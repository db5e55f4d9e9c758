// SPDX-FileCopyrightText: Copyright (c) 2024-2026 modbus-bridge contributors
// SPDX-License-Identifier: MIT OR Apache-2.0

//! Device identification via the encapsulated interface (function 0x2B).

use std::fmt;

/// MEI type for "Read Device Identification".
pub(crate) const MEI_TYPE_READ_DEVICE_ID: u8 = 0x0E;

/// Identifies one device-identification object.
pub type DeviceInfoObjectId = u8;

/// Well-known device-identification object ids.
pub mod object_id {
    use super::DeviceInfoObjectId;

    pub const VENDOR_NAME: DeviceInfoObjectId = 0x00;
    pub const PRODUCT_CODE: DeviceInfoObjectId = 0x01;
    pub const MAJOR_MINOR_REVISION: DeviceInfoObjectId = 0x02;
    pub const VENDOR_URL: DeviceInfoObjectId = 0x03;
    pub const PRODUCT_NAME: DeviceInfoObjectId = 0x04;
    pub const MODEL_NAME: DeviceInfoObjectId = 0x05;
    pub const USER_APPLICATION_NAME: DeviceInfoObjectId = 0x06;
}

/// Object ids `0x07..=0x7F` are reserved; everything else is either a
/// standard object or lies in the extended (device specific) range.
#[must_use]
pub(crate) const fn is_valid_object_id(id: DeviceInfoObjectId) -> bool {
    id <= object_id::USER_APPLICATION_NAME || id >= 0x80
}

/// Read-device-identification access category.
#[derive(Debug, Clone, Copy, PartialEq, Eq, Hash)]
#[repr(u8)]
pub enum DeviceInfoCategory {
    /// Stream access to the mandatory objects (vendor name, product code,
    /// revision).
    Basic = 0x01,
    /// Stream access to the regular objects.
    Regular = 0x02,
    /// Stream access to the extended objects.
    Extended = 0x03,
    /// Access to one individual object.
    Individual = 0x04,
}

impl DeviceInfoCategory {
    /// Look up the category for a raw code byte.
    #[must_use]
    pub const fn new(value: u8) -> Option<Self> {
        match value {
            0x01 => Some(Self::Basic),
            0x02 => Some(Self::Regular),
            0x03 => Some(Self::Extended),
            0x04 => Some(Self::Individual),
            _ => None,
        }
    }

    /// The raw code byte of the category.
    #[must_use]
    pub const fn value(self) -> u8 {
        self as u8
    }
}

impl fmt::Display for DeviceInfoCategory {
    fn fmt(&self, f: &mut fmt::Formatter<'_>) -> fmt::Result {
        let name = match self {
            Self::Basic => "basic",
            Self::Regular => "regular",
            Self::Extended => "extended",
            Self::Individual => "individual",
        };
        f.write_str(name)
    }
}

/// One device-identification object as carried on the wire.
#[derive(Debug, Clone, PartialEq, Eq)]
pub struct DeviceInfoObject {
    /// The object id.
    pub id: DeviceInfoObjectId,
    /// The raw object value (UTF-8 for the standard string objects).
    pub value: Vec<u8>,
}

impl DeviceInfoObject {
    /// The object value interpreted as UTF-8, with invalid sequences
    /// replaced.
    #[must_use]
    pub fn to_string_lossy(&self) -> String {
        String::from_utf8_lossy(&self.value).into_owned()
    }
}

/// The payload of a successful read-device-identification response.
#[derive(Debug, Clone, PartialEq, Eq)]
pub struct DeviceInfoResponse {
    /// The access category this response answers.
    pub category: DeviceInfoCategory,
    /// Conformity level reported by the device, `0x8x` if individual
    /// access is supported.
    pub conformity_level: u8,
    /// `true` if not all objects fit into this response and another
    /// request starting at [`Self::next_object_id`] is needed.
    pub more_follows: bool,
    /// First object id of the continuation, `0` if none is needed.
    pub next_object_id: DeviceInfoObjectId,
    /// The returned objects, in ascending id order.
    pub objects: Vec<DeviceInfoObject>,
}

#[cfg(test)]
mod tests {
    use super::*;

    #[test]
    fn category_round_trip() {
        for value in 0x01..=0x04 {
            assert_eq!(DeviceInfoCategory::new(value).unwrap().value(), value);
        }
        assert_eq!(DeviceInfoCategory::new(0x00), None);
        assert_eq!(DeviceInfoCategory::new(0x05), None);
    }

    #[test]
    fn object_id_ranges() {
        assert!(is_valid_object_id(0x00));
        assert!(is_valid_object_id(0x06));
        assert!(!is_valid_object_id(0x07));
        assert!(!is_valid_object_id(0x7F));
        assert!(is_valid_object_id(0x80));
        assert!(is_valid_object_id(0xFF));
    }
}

▬▬▬▬▬▬▬▬▬▬

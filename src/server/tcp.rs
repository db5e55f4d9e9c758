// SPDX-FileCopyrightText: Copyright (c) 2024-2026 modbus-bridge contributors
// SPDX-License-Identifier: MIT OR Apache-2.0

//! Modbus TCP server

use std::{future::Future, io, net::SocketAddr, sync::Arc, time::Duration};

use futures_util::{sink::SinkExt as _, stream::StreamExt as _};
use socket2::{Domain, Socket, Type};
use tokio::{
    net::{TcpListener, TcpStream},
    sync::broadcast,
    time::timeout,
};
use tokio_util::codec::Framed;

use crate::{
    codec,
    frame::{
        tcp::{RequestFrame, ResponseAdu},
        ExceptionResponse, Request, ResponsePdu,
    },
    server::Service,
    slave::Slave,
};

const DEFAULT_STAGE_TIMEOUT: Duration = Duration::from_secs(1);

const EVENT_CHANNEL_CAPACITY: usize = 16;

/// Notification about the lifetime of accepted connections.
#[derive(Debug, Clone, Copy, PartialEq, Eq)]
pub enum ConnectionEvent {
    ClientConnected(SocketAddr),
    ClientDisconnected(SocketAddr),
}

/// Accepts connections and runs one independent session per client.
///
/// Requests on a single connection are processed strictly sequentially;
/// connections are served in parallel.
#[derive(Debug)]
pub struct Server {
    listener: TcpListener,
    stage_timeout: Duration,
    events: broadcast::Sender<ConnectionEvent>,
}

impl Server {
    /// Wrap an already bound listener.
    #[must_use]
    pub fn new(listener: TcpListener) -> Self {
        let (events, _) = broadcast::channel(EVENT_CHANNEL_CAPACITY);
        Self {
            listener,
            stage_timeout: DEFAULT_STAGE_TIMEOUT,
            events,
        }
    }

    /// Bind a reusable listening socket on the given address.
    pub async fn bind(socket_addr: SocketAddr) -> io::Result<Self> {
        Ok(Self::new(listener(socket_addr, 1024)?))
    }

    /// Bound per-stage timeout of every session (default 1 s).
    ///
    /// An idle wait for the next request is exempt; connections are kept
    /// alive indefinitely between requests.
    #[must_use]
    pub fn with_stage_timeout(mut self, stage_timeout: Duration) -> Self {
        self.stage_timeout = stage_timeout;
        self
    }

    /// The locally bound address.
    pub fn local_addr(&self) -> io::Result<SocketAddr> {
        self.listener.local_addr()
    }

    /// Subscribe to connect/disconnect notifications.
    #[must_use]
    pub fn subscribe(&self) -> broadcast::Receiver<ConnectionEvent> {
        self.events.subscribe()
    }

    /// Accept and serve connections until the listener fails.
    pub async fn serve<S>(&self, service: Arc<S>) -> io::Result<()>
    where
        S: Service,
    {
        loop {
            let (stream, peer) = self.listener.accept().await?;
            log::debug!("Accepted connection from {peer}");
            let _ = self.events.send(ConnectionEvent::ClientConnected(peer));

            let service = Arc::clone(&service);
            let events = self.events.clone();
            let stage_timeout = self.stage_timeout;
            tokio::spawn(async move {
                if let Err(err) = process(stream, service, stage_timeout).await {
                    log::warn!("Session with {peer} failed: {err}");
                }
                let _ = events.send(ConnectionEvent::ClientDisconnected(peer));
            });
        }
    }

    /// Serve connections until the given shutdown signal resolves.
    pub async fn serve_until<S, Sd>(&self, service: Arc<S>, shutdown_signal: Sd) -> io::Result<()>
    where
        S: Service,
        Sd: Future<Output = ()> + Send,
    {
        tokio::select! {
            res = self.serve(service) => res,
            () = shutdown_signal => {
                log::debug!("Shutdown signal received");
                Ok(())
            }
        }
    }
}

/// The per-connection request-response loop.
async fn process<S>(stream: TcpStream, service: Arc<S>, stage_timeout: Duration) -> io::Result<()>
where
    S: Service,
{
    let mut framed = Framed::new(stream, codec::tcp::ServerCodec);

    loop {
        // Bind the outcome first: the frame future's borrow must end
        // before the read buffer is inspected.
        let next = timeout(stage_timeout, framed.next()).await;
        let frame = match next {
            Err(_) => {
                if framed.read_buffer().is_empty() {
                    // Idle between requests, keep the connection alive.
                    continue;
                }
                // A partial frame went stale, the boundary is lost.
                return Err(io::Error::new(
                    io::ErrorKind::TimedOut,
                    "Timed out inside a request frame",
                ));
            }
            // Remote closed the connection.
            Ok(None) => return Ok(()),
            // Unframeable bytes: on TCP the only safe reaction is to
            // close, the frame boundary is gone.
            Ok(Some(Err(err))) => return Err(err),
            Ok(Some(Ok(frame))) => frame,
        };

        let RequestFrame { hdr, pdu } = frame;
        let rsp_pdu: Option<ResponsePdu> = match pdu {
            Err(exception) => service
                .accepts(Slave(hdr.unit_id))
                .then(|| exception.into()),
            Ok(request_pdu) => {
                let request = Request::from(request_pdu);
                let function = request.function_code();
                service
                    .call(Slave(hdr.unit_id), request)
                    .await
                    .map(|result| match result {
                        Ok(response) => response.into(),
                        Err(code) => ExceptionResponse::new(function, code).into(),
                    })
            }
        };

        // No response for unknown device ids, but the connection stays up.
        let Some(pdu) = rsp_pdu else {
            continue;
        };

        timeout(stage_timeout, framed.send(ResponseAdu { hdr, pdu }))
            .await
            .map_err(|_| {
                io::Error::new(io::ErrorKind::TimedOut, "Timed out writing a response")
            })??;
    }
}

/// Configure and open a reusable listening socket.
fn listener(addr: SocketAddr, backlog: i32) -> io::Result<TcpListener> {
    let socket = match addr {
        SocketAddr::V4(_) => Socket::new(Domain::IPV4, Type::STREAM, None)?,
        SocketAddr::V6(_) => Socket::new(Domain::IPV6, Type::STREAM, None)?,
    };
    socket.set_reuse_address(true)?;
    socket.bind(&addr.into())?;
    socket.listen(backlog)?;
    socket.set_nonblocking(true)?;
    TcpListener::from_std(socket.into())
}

▬▬▬▬▬▬▬▬▬▬

### What to produce
Give the number of lines that hold the word "connections" in these records, with nothing added.

### Output for this task
6